Addigy Identity and Extensible SSO can be leveraged to achieve directory connectivity, without needing to bind user accounts to Active Directory.
Addigy Identity
Addigy Identity allows end-users to use their Identity Provider (IdP) credentials to create and authenticate into local accounts. To learn more about Addigy Identity, check out our knowledge base articles:
- Identity Overview
- How to Enable Identity
- Identity Settings
- Identity User Experience
- How to Configure Microsoft's Azure Active Directory with Identity
SSO Extensible MDM Profile
- Provides SSO for IdP accounts across all applications/browsers that support the Apple Enterprise SSO feature
- Can be enabled via MDM
- Extends SSO to applications that don’t yet use IdP libraries
- Extends SSO to applications that use OAuth 2, OpenID, Connect, and SAML
Azure AD and Microsoft Enterprise SSO Plug-in
To use the Microsoft Enterprise SSO plug-in, devices must support and have installed an application that has the Microsoft SSO plug-in for Apple devices. For macOS, this is the Intune Company Portal App.
Note: the Company Portal App does not need to be accessed by end-users. The installation alone is sufficient.

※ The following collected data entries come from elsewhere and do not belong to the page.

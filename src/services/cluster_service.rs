use anyhow::{Context, Result};
use async_trait::async_trait;
use reqwest::{Client, RequestBuilder, Response, StatusCode};
use serde::de::DeserializeOwned;
use serde_json::Value;

use crate::config::Config;
use crate::models::{
    Cluster, CreateClusterRequest, HostCluster, KubeVersion, KubeconfigRequest, RemoteListResponse,
    RemoteResponse, Subscription, SubscriptionCheck, UpgradeClusterRequest,
};

/// Non-2xx answer from the cluster API. `detail` carries the server's
/// explanation when it sent one.
#[derive(Debug, Clone, thiserror::Error)]
#[error("cluster API returned HTTP {status}: {detail}")]
pub struct RemoteApiError {
    pub status: StatusCode,
    pub detail: String,
}

/// Read-only listing of the current user's clusters.
#[async_trait]
pub trait ClusterDirectory: Send + Sync {
    async fn fetch(&self, token: &str) -> Result<RemoteListResponse<Cluster>>;
}

#[derive(Clone)]
pub struct ClusterService {
    config: Config,
    client: Client,
}

impl ClusterService {
    pub fn new(config: &Config) -> Result<Self> {
        let client = Client::builder()
            .build()
            .context("Failed to build HTTP client")?;
        Ok(Self {
            config: config.clone(),
            client,
        })
    }

    pub async fn list_clusters(&self, token: &str) -> Result<RemoteListResponse<Cluster>> {
        let request = self.client.get(self.config.clusters_url()).bearer_auth(token);
        self.send_json(request).await.context("Failed to list clusters")
    }

    pub async fn get_cluster(&self, token: &str, id: &str) -> Result<RemoteResponse<Cluster>> {
        let request = self.client.get(self.config.cluster_url(id)).bearer_auth(token);
        self.send_json(request)
            .await
            .with_context(|| format!("Failed to fetch cluster {}", id))
    }

    pub async fn get_cluster_status(&self, token: &str, id: &str) -> Result<Value> {
        let url = format!("{}/status", self.config.cluster_url(id));
        let request = self.client.get(url).bearer_auth(token);
        self.send_value(request)
            .await
            .with_context(|| format!("Failed to fetch status of cluster {}", id))
    }

    pub async fn create_cluster(&self, token: &str, payload: &CreateClusterRequest) -> Result<Value> {
        let request = self
            .client
            .post(self.config.clusters_url())
            .bearer_auth(token)
            .json(payload);
        self.send_value(request)
            .await
            .with_context(|| format!("Failed to create cluster {}", payload.name))
    }

    pub async fn delete_cluster(&self, token: &str, id: &str) -> Result<Value> {
        let request = self.client.delete(self.config.cluster_url(id)).bearer_auth(token);
        self.send_value(request)
            .await
            .with_context(|| format!("Failed to delete cluster {}", id))
    }

    pub async fn start_cluster(&self, token: &str, id: &str) -> Result<Value> {
        let url = format!("{}/start", self.config.cluster_url(id));
        self.send_value(self.client.patch(url).bearer_auth(token))
            .await
            .with_context(|| format!("Failed to start cluster {}", id))
    }

    pub async fn stop_cluster(&self, token: &str, id: &str) -> Result<Value> {
        let url = format!("{}/stop", self.config.cluster_url(id));
        self.send_value(self.client.patch(url).bearer_auth(token))
            .await
            .with_context(|| format!("Failed to stop cluster {}", id))
    }

    pub async fn upgrade_cluster(&self, token: &str, id: &str, payload: &UpgradeClusterRequest) -> Result<Value> {
        let request = self
            .client
            .put(self.config.cluster_upgrade_url(id))
            .bearer_auth(token)
            .json(payload);
        self.send_value(request)
            .await
            .with_context(|| format!("Failed to upgrade cluster {} to {}", id, payload.kube_version))
    }

    /// Returns the kubeconfig YAML as produced by the API.
    pub async fn generate_kubeconfig(&self, token: &str, payload: &KubeconfigRequest) -> Result<String> {
        let request = self
            .client
            .post(self.config.kubeconfig_url())
            .bearer_auth(token)
            .json(payload);
        let response = self.send(request).await?;
        let body = response
            .text()
            .await
            .context("Failed to read kubeconfig body")?;

        // the API may wrap the YAML in a JSON string
        match serde_json::from_str::<String>(&body) {
            Ok(yaml) => Ok(yaml),
            Err(_) => Ok(body),
        }
    }

    pub async fn list_kube_versions(&self, token: &str) -> Result<RemoteListResponse<KubeVersion>> {
        let request = self.client.get(self.config.kube_versions_url()).bearer_auth(token);
        self.send_json(request).await.context("Failed to list Kubernetes versions")
    }

    pub async fn list_host_clusters(&self, token: &str) -> Result<RemoteListResponse<HostCluster>> {
        let request = self.client.get(self.config.host_clusters_url()).bearer_auth(token);
        self.send_json(request).await.context("Failed to list host clusters")
    }

    /// Public plan catalog; needs no token.
    pub async fn list_subscriptions(&self) -> Result<RemoteListResponse<Subscription>> {
        let request = self.client.get(self.config.subscriptions_url());
        self.send_json(request).await.context("Failed to list subscriptions")
    }

    pub async fn check_subscription(&self, token: &str) -> Result<RemoteResponse<SubscriptionCheck>> {
        let request = self.client.get(self.config.subscription_check_url()).bearer_auth(token);
        self.send_json(request).await.context("Failed to check subscription")
    }

    pub async fn request_subscription(&self, token: &str) -> Result<Value> {
        let request = self.client.post(self.config.subscription_request_url()).bearer_auth(token);
        self.send_value(request).await.context("Failed to request subscription")
    }

    async fn send(&self, request: RequestBuilder) -> Result<Response> {
        let response = request.send().await.context("Cluster API is unreachable")?;
        let status = response.status();
        if status.is_success() {
            return Ok(response);
        }

        let body = response.text().await.unwrap_or_default();
        let detail = serde_json::from_str::<Value>(&body)
            .ok()
            .and_then(|v| {
                v.get("detail")
                    .or_else(|| v.get("message"))
                    .and_then(|d| d.as_str().map(str::to_string))
            })
            .unwrap_or(body);
        Err(RemoteApiError { status, detail }.into())
    }

    /// For calls whose body is informational only; an empty body is `null`.
    async fn send_value(&self, request: RequestBuilder) -> Result<Value> {
        let response = self.send(request).await?;
        let body = response
            .text()
            .await
            .context("Failed to read cluster API response")?;
        if body.trim().is_empty() {
            return Ok(Value::Null);
        }
        Ok(serde_json::from_str(&body).unwrap_or(Value::String(body)))
    }

    async fn send_json<T: DeserializeOwned>(&self, request: RequestBuilder) -> Result<T> {
        let response = self.send(request).await?;
        let parsed = response
            .json::<T>()
            .await
            .context("Unexpected response body from cluster API")?;
        Ok(parsed)
    }
}

#[async_trait]
impl ClusterDirectory for ClusterService {
    async fn fetch(&self, token: &str) -> Result<RemoteListResponse<Cluster>> {
        self.list_clusters(token).await
    }
}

Configuring the MDM Profile
To view an example Single Sign-On Extensions MDM profile, please see our webinar, linked above. When configuring the profile, note the following:
Single Sign-On Extensions URLs
- https://login.microsoftonline.com
- https://login.microsoft.com
- https://sts.windows.net
- https://login.partner.microsoftonline.cn
- https://login.chinacloudapi.cn
- https://login.microsoftonline.de
- https://login.microsoftonline.us
- https://login-us.microsoftonline.com
Type
- Redirect
TeamIdentifier
- UBF8T346G9
ExtensionIdentifier
-
com.microsoft.CompanyPortalMac.ssoextension
Workflow
- Configure Addigy Identity in a policy
- Configure Single Sign-On Extensions MDM Profile via Addigy Catalog
- Upload the Company Portal App as a Smart Software item
- Add the MDM Profile and Smart Software to a policy
After deploying the policy, users will be able to authenticate into their devices via their IdP provider, using Addigy Identity. After signing into a Microsoft service via SSO, users will also be authenticated into their other Microsoft services.